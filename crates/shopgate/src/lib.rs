#![deny(unsafe_code)]
#![warn(missing_docs)]

//! # shopgate
//!
//! Admission control and transient-failure recovery for the shop's
//! order-management backend.
//!
//! - **Rate limiting**: [`Guard`] checks requests against per-class token
//!   buckets and produces the 429 metadata ([`rate_limit_headers`],
//!   [`throttled_body`])
//! - **Cleanup**: [`CleanupTask`] evicts idle buckets on a schedule
//! - **Retry**: [`RetryOptions`] wraps flaky calls to the database and
//!   auth service with exponential backoff
//! - **Configuration**: [`GuardConfig`] from defaults, TOML or `SHOPGATE_*`
//!   environment variables
//!
//! # Quick Start
//!
//! ```rust
//! use shopgate::prelude::*;
//! use tokio_util::sync::CancellationToken;
//!
//! # #[tokio::main(flavor = "current_thread")]
//! # async fn main() -> shopgate::Result<()> {
//! let config = GuardConfig::from_toml_str("max_idle_secs = 600")?;
//! let guard = Guard::from_config(&config)?;
//! let cleanup = CleanupTask::spawn(
//!     guard.limiters().clone(),
//!     config.cleanup_interval(),
//!     CancellationToken::new(),
//! );
//!
//! let decision = guard.check_key(PolicyClass::Sensitive, "tenant-42");
//! assert!(decision.allowed);
//!
//! let retry = config.retry_options();
//! let order_count = retry
//!     .retry(|| async { Ok::<_, Failure>(42) })
//!     .await
//!     .unwrap();
//! assert_eq!(order_count, 42);
//!
//! cleanup.shutdown().await;
//! # Ok(())
//! # }
//! ```

pub mod config;
pub mod error;
pub mod guard;
pub mod lifecycle;
#[cfg(feature = "trace")]
pub mod observability;

pub use config::{GuardConfig, RetryConfig};
pub use error::{Error, Result};
pub use guard::{Guard, THROTTLED_STATUS, rate_limit_headers, throttled_body};
pub use lifecycle::CleanupTask;

pub use shopgate_core::{
    Classify, DefaultClassifier, ExponentialBackoff, Failure, FailureKind, QueryResult,
    RetryClassifier, RetryError, RetryObserver, RetryOptions, TransientDatabaseClassifier, retry,
    retry_with_handler,
};
pub use shopgate_limiter::{
    Clock, ManualClock, PolicyClass, RateLimitDecision, RateLimitPolicy, RateLimiter,
    RateLimiters, SystemClock, client_key, email_key,
};

/// Convenient re-exports of commonly used items.
pub mod prelude {
    pub use crate::config::GuardConfig;
    pub use crate::error::{Error, Result};
    pub use crate::guard::{Guard, rate_limit_headers, throttled_body};
    pub use crate::lifecycle::CleanupTask;
    pub use shopgate_core::prelude::*;
    pub use shopgate_limiter::{PolicyClass, RateLimitDecision, RateLimitPolicy, client_key, email_key};
}
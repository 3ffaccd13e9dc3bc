//! Tracing setup for binaries embedding shopgate
//!
//! Library code only emits `tracing` events; installing a subscriber is the
//! application's call. [`init_tracing`] is the stock setup: a fmt
//! subscriber filtered by `RUST_LOG`, defaulting to `info`.

use crate::error::{Error, Result};
use tracing_subscriber::EnvFilter;

const DEFAULT_FILTER: &str = "info";

/// Install the global fmt subscriber.
///
/// Fails if a global subscriber is already set.
pub fn init_tracing() -> Result<()> {
    init_tracing_with_default(DEFAULT_FILTER)
}

/// Like [`init_tracing`], with `default_filter` used when `RUST_LOG` is
/// unset or invalid (e.g. `"shopgate=debug,info"`).
pub fn init_tracing_with_default(default_filter: &str) -> Result<()> {
    let filter = EnvFilter::try_from_default_env().unwrap_or_else(|_| EnvFilter::new(default_filter));

    tracing_subscriber::fmt()
        .with_env_filter(filter)
        .with_target(true)
        .try_init()
        .map_err(|err| Error::TracingInit(err.to_string()))
}
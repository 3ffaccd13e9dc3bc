//! Error types for the shopgate facade
//!
//! Throttling is not an error here: a denied request is an ordinary
//! [`RateLimitDecision`](shopgate_limiter::RateLimitDecision). These
//! variants cover startup problems (configuration, tracing setup).

use shopgate_limiter::LimiterError;
use std::path::PathBuf;
use thiserror::Error;

/// Result type alias for facade operations.
pub type Result<T> = std::result::Result<T, Error>;

/// Main error type for the shopgate facade.
#[derive(Debug, Error)]
pub enum Error {
    /// The configuration file could not be read.
    #[error("Failed to read config file {path}: {source}")]
    ConfigIo {
        /// File that was being read
        path: PathBuf,
        /// Underlying I/O error
        #[source]
        source: std::io::Error,
    },

    /// The configuration is not valid TOML or has the wrong shape.
    #[error("Invalid config: {0}")]
    ConfigParse(#[from] toml::de::Error),

    /// An environment override could not be parsed.
    #[error("Invalid value for {var}: {value:?}")]
    InvalidEnv {
        /// Variable name
        var: String,
        /// Raw value found in the environment
        value: String,
    },

    /// A configured value is out of range.
    #[error("Invalid config value for {field}: {reason}")]
    InvalidConfig {
        /// Offending field
        field: &'static str,
        /// What is wrong with it
        reason: String,
    },

    /// A rate limit policy was rejected.
    #[error(transparent)]
    Limiter(#[from] LimiterError),

    /// A global tracing subscriber was already installed.
    #[error("Failed to initialise tracing: {0}")]
    TracingInit(String),
}

impl Error {
    /// Whether this error came from configuration loading or validation.
    pub fn is_config_error(&self) -> bool {
        matches!(
            self,
            Error::ConfigIo { .. }
                | Error::ConfigParse(_)
                | Error::InvalidEnv { .. }
                | Error::InvalidConfig { .. }
                | Error::Limiter(_)
        )
    }
}
#![deny(unsafe_code)]
#![warn(missing_docs)]

//! Retry engine for the shopgate admission layer.
//!
//! Calls out to the hosted database and auth service fail transiently:
//! network blips, gateway 5xx responses, upstream throttling. This crate
//! wraps such calls so they are retried with exponential backoff before the
//! failure reaches the request handler.
//!
//! - **Failure taxonomy** via [`Failure`] and the [`Classify`] trait
//!   - One adapter at the I/O boundary turns loose error fields into a closed enum
//!   - Classifiers pattern-match on [`FailureKind`] instead of sniffing strings
//! - **Backoff** via [`BackoffStrategy`] and [`ExponentialBackoff`]
//! - **Retry execution** via [`RetryOptions`]
//!   - `retry`, `retry_with_handler`, `retry_query`, `retry_cancellable`
//!
//! # Examples
//!
//! ```rust
//! use shopgate_core::prelude::*;
//! use std::time::Duration;
//!
//! # async fn example() -> Result<(), Failure> {
//! let options = RetryOptions::builder()
//!     .max_retries(3)
//!     .initial_delay(Duration::from_millis(100))
//!     .build();
//!
//! let orders = options
//!     .retry(|| async { Ok::<_, Failure>(vec!["order-1"]) })
//!     .await?;
//! # assert_eq!(orders.len(), 1);
//! # Ok(())
//! # }
//! ```

pub mod failure;
pub mod retry;

pub use failure::{Classify, Failure, FailureKind};
pub use retry::{
    BackoffStrategy, DefaultClassifier, ExponentialBackoff, ExponentialBackoffBuilder,
    QueryResult, RetryClassifier, RetryError, RetryObserver, RetryOptions, RetryOptionsBuilder,
    TransientDatabaseClassifier, retry, retry_with_handler,
};

/// Convenient re-exports of commonly used items.
///
/// ```rust
/// use shopgate_core::prelude::*;
/// ```
pub mod prelude {
    pub use crate::failure::{Classify, Failure, FailureKind};
    pub use crate::retry::{
        BackoffStrategy, DefaultClassifier, ExponentialBackoff, QueryResult, RetryClassifier,
        RetryError, RetryOptions, TransientDatabaseClassifier,
    };
}
//! Limiter error types

use thiserror::Error;

/// Result type for limiter configuration operations
pub type Result<T> = std::result::Result<T, LimiterError>;

/// Errors raised while building limiters.
///
/// Admission decisions themselves never fail; a denial is a `false`, not an error.
#[derive(Debug, Clone, PartialEq, Eq, Error)]
pub enum LimiterError {
    /// A policy that cannot admit anything or cannot refill.
    #[error("Invalid rate limit policy: {0}")]
    InvalidPolicy(String),

    /// A policy class name that is not one of auth, api, read, sensitive.
    #[error("Unknown policy class: {0}")]
    UnknownPolicyClass(String),
}
//! One limiter per policy class.

use crate::clock::{Clock, SystemClock};
use crate::error::Result;
use crate::limiter::RateLimiter;
use crate::policy::{PolicyClass, RateLimitPolicy};
use std::time::Duration;

/// The limiters for every [`PolicyClass`], built once at startup and shared
/// with request handlers.
///
/// Each class has its own bucket registry, so the same client key is
/// counted independently per class.
///
/// # Examples
///
/// ```rust
/// use shopgate_limiter::{PolicyClass, RateLimiters};
///
/// let limiters = RateLimiters::default();
/// let key = "203.0.113.7:Mozilla/5.0";
///
/// assert!(limiters.get(PolicyClass::Sensitive).is_allowed(key));
/// assert_eq!(limiters.get(PolicyClass::Sensitive).remaining_tokens(key), 2);
/// assert_eq!(limiters.get(PolicyClass::Read).remaining_tokens(key), 200);
/// ```
#[derive(Debug)]
pub struct RateLimiters<C = SystemClock> {
    auth: RateLimiter<C>,
    api: RateLimiter<C>,
    read: RateLimiter<C>,
    sensitive: RateLimiter<C>,
}

impl Default for RateLimiters {
    /// The built-in policies on the wall clock.
    fn default() -> Self {
        let build = |class: PolicyClass| RateLimiter::new(class.default_policy());
        Self {
            auth: build(PolicyClass::Auth),
            api: build(PolicyClass::Api),
            read: build(PolicyClass::Read),
            sensitive: build(PolicyClass::Sensitive),
        }
    }
}

impl<C: Clock + Clone> RateLimiters<C> {
    /// Build limiters from a policy lookup, validating every policy.
    ///
    /// All limiters share `clock`.
    pub fn from_policies(
        clock: C,
        max_idle: Duration,
        policy_for: impl Fn(PolicyClass) -> RateLimitPolicy,
    ) -> Result<Self> {
        let build = |class: PolicyClass| -> Result<RateLimiter<C>> {
            let policy = policy_for(class);
            policy.validate()?;
            Ok(RateLimiter::with_clock(policy, clock.clone()).with_max_idle(max_idle))
        };

        Ok(Self {
            auth: build(PolicyClass::Auth)?,
            api: build(PolicyClass::Api)?,
            read: build(PolicyClass::Read)?,
            sensitive: build(PolicyClass::Sensitive)?,
        })
    }
}

impl<C: Clock> RateLimiters<C> {
    /// The limiter for `class`.
    pub fn get(&self, class: PolicyClass) -> &RateLimiter<C> {
        match class {
            PolicyClass::Auth => &self.auth,
            PolicyClass::Api => &self.api,
            PolicyClass::Read => &self.read,
            PolicyClass::Sensitive => &self.sensitive,
        }
    }

    /// Every class with its limiter.
    pub fn iter(&self) -> impl Iterator<Item = (PolicyClass, &RateLimiter<C>)> {
        PolicyClass::ALL
            .into_iter()
            .map(move |class| (class, self.get(class)))
    }

    /// Run [`RateLimiter::cleanup`] on every class. Returns the total evicted.
    pub fn cleanup(&self) -> usize {
        self.iter().map(|(_, limiter)| limiter.cleanup()).sum()
    }

    /// Total tracked keys across classes.
    pub fn len(&self) -> usize {
        self.iter().map(|(_, limiter)| limiter.len()).sum()
    }

    /// Whether no class tracks any key.
    pub fn is_empty(&self) -> bool {
        self.iter().all(|(_, limiter)| limiter.is_empty())
    }
}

-*-*-

Required action: Lines in the listing above that contain the word "facade" must be copied; leave out the rest.

Answer space:
//! Error types for the shopgate facade
/// Result type alias for facade operations.
/// Main error type for the shopgate facade.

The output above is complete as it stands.